● **Assigned task**
Word for word, restate every record.

● **Excerpted data**
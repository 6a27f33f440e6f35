// SPDX-FileCopyrightText: 2025 Semiotic AI, Inc.
//
// SPDX-License-Identifier: Apache-2.0

//! Regulatory-feature annotation for gene lists
//!
//! regscan resolves the chromosomal region of each gene in a gene list
//! against the Ensembl REST `overlap/region` endpoint, caches every response
//! on disk keyed by coordinate, and flattens the nested annotation payloads
//! into plain table columns.
//!
//! The main pieces:
//!
//! - [`RegionFetcher`]: cache-first lookup of one [`Coordinate`] through a
//!   [`RegionSource`] ([`EnsemblClient`] in production)
//! - [`DiskCache`] / [`MemoryCache`]: per-batch [`RegionCache`] backends
//! - [`BatchLoader`]: gene list CSV to [`GeneRecord`]s
//! - [`RecordFlattener`]: payload column to scalar columns
//! - [`Pipeline`]: all of the above for every gene list in a directory
//!
//! # Example
//!
//! ```rust,ignore
//! use regscan::{EnsemblClient, Pipeline, RegscanConfig};
//!
//! let config = RegscanConfig::from_env()?;
//! let client = EnsemblClient::new(&config)?;
//! let summary = Pipeline::new(config, client).process_all().await?;
//! println!("{summary}");
//! ```

pub mod batch;
pub mod bootstrap;
pub mod cache;
pub mod config;
pub mod errors;
pub mod fetch;
pub mod flatten;
pub mod pipeline;
pub mod table;
pub mod types;

pub(crate) mod spans;

pub use batch::{
    export_records, load_batch, parse_region, records_to_table, BatchLoader, BatchStats,
    InputColumns,
};
pub use cache::{cache_read, cache_write, CacheStats, DiskCache, MemoryCache, RegionCache};
pub use config::{RegscanConfig, RegscanConfigBuilder};
pub use errors::{
    BatchError, CacheError, ConfigError, FetchError, FlattenError, InputError, RegscanError,
};
pub use fetch::{EnsemblClient, ErrorLog, RegionFetcher, RegionSource};
pub use flatten::{EmptyAnnotationPolicy, RecordFlattener};
pub use pipeline::{FileFailure, FileReport, Pipeline, RunSummary};
pub use table::{Table, MISSING};
pub use types::annotation::ParsedAnnotation;
pub use types::coordinate::Coordinate;
pub use types::record::GeneRecord;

● **Exercise solution**
repository 6a27f33f440e6f35
// SPDX-FileCopyrightText: 2025 Semiotic AI, Inc.
//
// SPDX-License-Identifier: Apache-2.0

//! Regulatory-feature annotation for gene lists
//!
//! regscan resolves the chromosomal region of each gene in a gene list
//! against the Ensembl REST `overlap/region` endpoint, caches every response
//! on disk keyed by coordinate, and flattens the nested annotation payloads
//! into plain table columns.
//!
//! The main pieces:
//!
//! - [`RegionFetcher`]: cache-first lookup of one [`Coordinate`] through a
//!   [`RegionSource`] ([`EnsemblClient`] in production)
//! - [`DiskCache`] / [`MemoryCache`]: per-batch [`RegionCache`] backends
//! - [`BatchLoader`]: gene list CSV to [`GeneRecord`]s
//! - [`RecordFlattener`]: payload column to scalar columns
//! - [`Pipeline`]: all of the above for every gene list in a directory
//!
//! # Example
//!
//! ```rust,ignore
//! use regscan::{EnsemblClient, Pipeline, RegscanConfig};
//!
//! let config = RegscanConfig::from_env()?;
//! let client = EnsemblClient::new(&config)?;
//! let summary = Pipeline::new(config, client).process_all().await?;
//! println!("{summary}");
//! ```

pub mod batch;
pub mod bootstrap;
pub mod cache;
pub mod config;
pub mod errors;
pub mod fetch;
pub mod flatten;
pub mod pipeline;
pub mod table;
pub mod types;

pub(crate) mod spans;

pub use batch::{
    export_records, load_batch, parse_region, records_to_table, BatchLoader, BatchStats,
    InputColumns,
};
pub use cache::{cache_read, cache_write, CacheStats, DiskCache, MemoryCache, RegionCache};
pub use config::{RegscanConfig, RegscanConfigBuilder};
pub use errors::{
    BatchError, CacheError, ConfigError, FetchError, FlattenError, InputError, RegscanError,
};
pub use fetch::{EnsemblClient, ErrorLog, RegionFetcher, RegionSource};
pub use flatten::{EmptyAnnotationPolicy, RecordFlattener};
pub use pipeline::{FileFailure, FileReport, Pipeline, RunSummary};
pub use table::{Table, MISSING};
pub use types::annotation::ParsedAnnotation;
pub use types::coordinate::Coordinate;
pub use types::record::GeneRecord;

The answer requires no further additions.